Java.Hibernate.Beginner.What is pessimistic locking in Hibernate?

Pessimistic locking is a concurrency control strategy in Hibernate (and relational databases in general) where a row-level lock is acquired in the database as soon as you read or access a record, preventing other transactions from modifying it until your transaction completes.

🔹 Why use pessimistic locking?
✅ Ensures strong consistency when you need to prevent concurrent updates to the same record (e.g., financial transactions, inventory updates).
✅ Guarantees no other transaction can change or overwrite data you’re working with.

🔹 How does it work?

  • Hibernate issues SQL statements with lock hints like SELECT ... FOR UPDATE.
  • The database locks the rows until your transaction commits or rolls back.
  • Other transactions trying to acquire incompatible locks will block or fail with a timeout.

🔹 Example of using pessimistic lock in Hibernate:

Session session = sessionFactory.openSession();
Transaction tx = session.beginTransaction();

User user = session.get(User.class, 1L, LockMode.PESSIMISTIC_WRITE); // lock user row

user.setUsername("newName");

tx.commit(); // releases the lock
session.close();

✅ Here, LockMode.PESSIMISTIC_WRITE instructs Hibernate to lock the selected row for exclusive writing → no other transaction can modify it simultaneously.

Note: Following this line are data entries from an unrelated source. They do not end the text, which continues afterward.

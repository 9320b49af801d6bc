//! Magnetic bearing correction

use crate::geo::great_circle::resolve_around;

/// Apply a declination to a true bearing
///
/// Returns `bearing + declination` resolved into
/// `[declination - 180, declination + 180)`. Non-finite inputs pass through.
pub fn apply_declination(bearing_deg: f64, declination_deg: f64) -> f64 {
    resolve_around(bearing_deg + declination_deg, declination_deg)
}
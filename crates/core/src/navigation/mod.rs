//! Navigation engine
//!
//! This module turns a route and a stream of vessel fixes into steering
//! commands:
//! - `advancement`: waypoint tracker for the waypoint-based modes
//! - `engine`: per-tick dispatch over the steering modes
//! - `mode`: steering and lookahead mode selection
//! - `sog_filter`: speed smoothing for time-based lookahead
//! - `magnetic`: true to magnetic bearing correction

pub mod advancement;
pub mod engine;
pub mod magnetic;
pub mod mode;
pub mod sog_filter;
mod types;

pub use advancement::{Confirmation, TrackerState, TrackerUpdate, WaypointTracker};
pub use engine::{signed_xte, NavInput, RouteNavigator};
pub use magnetic::apply_declination;
pub use mode::{LookaheadMode, NavMode, BOUNDARY_XTE_PARAM};
pub use sog_filter::{SogFilter, DEFAULT_SOG_ALPHA, MIN_SATELLITES};
pub use types::{
    NavEvent, NavEvents, NavState, NavTarget, NavigationOutput, NavigatorConfig, TickOutcome,
    VesselFix, MAX_NAV_EVENTS,
};
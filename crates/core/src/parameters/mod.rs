//! Parameter management types and utilities
//!
//! This module provides the typed parameter store and the route navigation
//! parameter set. Hosts seed the store from their configuration file and
//! rebuild the navigator configuration whenever the store is dirty.

pub mod error;
pub mod route;
pub mod storage;

pub use error::ParameterError;
pub use route::{RouteParams, SentenceFlags, METERS_PER_NM};
pub use storage::{ParamFlags, ParamKind, ParamName, ParamValue, ParameterStore};
pub use storage::{MAX_PARAMS, PARAM_NAME_LEN};
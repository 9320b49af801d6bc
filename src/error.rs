//! Error types for the route_pilot host runtime

use route_pilot_core::parameters::ParameterError;
use route_pilot_core::route::RouteError;
use thiserror::Error;

/// Host runtime error type
#[derive(Error, Debug)]
pub enum PilotError {
    #[error("Configuration error: {0}")]
    Config(#[from] toml::de::Error),

    #[error("IO error: {0}")]
    Io(#[from] std::io::Error),

    #[error("Malformed route payload: {0}")]
    Payload(#[from] serde_json::Error),

    #[error("Route rejected: {0}")]
    Route(RouteError),

    #[error("Parameter error: {0}")]
    Parameter(ParameterError),
}

// Core errors are no_std Display-only enums, so no `#[from]` source chaining.
impl From<RouteError> for PilotError {
    fn from(e: RouteError) -> Self {
        PilotError::Route(e)
    }
}

impl From<ParameterError> for PilotError {
    fn from(e: ParameterError) -> Self {
        PilotError::Parameter(e)
    }
}

pub type Result<T> = std::result::Result<T, PilotError>;
//! Time abstraction for fix timestamps and data staleness checks.
//!
//! The navigation core never reads a clock itself. Hosts stamp fixes and age
//! declination data through a `TimeSource`, so the same code runs against the
//! system clock in production and a controllable clock in tests.

use core::sync::atomic::{AtomicU64, Ordering};

/// Monotonic clock read by the pilot session.
///
/// The host supplies `SystemClock` and `SharedClock`; tests use `MockTime`.
///
/// # Example
///
/// ```
/// use route_pilot_core::traits::{MockTime, TimeSource};
///
/// fn is_stale<T: TimeSource>(time: &T, stamped_us: u64, max_age_us: u64) -> bool {
///     time.elapsed_since(stamped_us) > max_age_us
/// }
///
/// let time = MockTime::new();
/// assert!(!is_stale(&time, 0, 1_000));
/// time.advance(2_000);
/// assert!(is_stale(&time, 0, 1_000));
/// ```
pub trait TimeSource: Clone + Send + Sync {
    /// Milliseconds since the clock's epoch, used for fix timestamps
    fn now_ms(&self) -> u64;

    /// Microseconds since the clock's epoch
    fn now_us(&self) -> u64;

    /// Age of a timestamp in microseconds; zero for timestamps ahead of now
    fn elapsed_since(&self, reference_us: u64) -> u64 {
        self.now_us().saturating_sub(reference_us)
    }
}

/// Hand-advanced clock for tests.
///
/// Cloning takes a snapshot: the clone starts at the same time and then
/// advances independently.
///
/// # Example
///
/// ```
/// use route_pilot_core::traits::{MockTime, TimeSource};
///
/// let time = MockTime::new();
/// time.advance(1_500_000);
/// assert_eq!(time.now_ms(), 1_500);
/// ```
#[derive(Default)]
pub struct MockTime {
    current_us: AtomicU64,
}

impl MockTime {
    pub const fn new() -> Self {
        Self::with_initial(0)
    }

    /// Clock starting at `us`
    pub const fn with_initial(us: u64) -> Self {
        Self {
            current_us: AtomicU64::new(us),
        }
    }

    /// Jump to `us`
    pub fn set(&self, us: u64) {
        self.current_us.store(us, Ordering::Relaxed);
    }

    pub fn advance(&self, us: u64) {
        self.current_us.fetch_add(us, Ordering::Relaxed);
    }

    pub fn advance_secs(&self, secs: u64) {
        self.advance(secs.saturating_mul(1_000_000));
    }
}

impl Clone for MockTime {
    fn clone(&self) -> Self {
        Self::with_initial(self.now_us())
    }
}

impl TimeSource for MockTime {
    fn now_ms(&self) -> u64 {
        self.now_us() / 1000
    }

    fn now_us(&self) -> u64 {
        self.current_us.load(Ordering::Relaxed)
    }
}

🔹 Lock modes for pessimistic locking:

  • LockMode.PESSIMISTIC_READ → acquire a shared lock to prevent other transactions from writing, but allow concurrent reads.
  • LockMode.PESSIMISTIC_WRITE → acquire an exclusive lock to prevent other reads or writes.
  • LockMode.PESSIMISTIC_FORCE_INCREMENT → lock and force a version increment for versioned entities.

🔹 SQL generated by Hibernate:
When using LockMode.PESSIMISTIC_WRITE, Hibernate typically issues:

SELECT * FROM users WHERE id = ? FOR UPDATE;

🔹 Key differences from optimistic locking:
Pessimistic locking → prevents concurrent updates up front by locking data immediately.
Optimistic locking → allows concurrent reads/updates but checks for conflicts when committing (e.g., using a @Version column).

🔹 When should you use pessimistic locking?
✅ When concurrent modifications must be strictly serialized.
✅ When data integrity is critical, and you can’t tolerate lost updates or write conflicts.
❌ Avoid pessimistic locks for high-throughput scenarios, as they can reduce concurrency and cause blocking.

Key takeaway:
Pessimistic locking in Hibernate acquires database locks immediately to prevent concurrent modifications, ensuring strong consistency — but should be used judiciously to avoid hurting performance.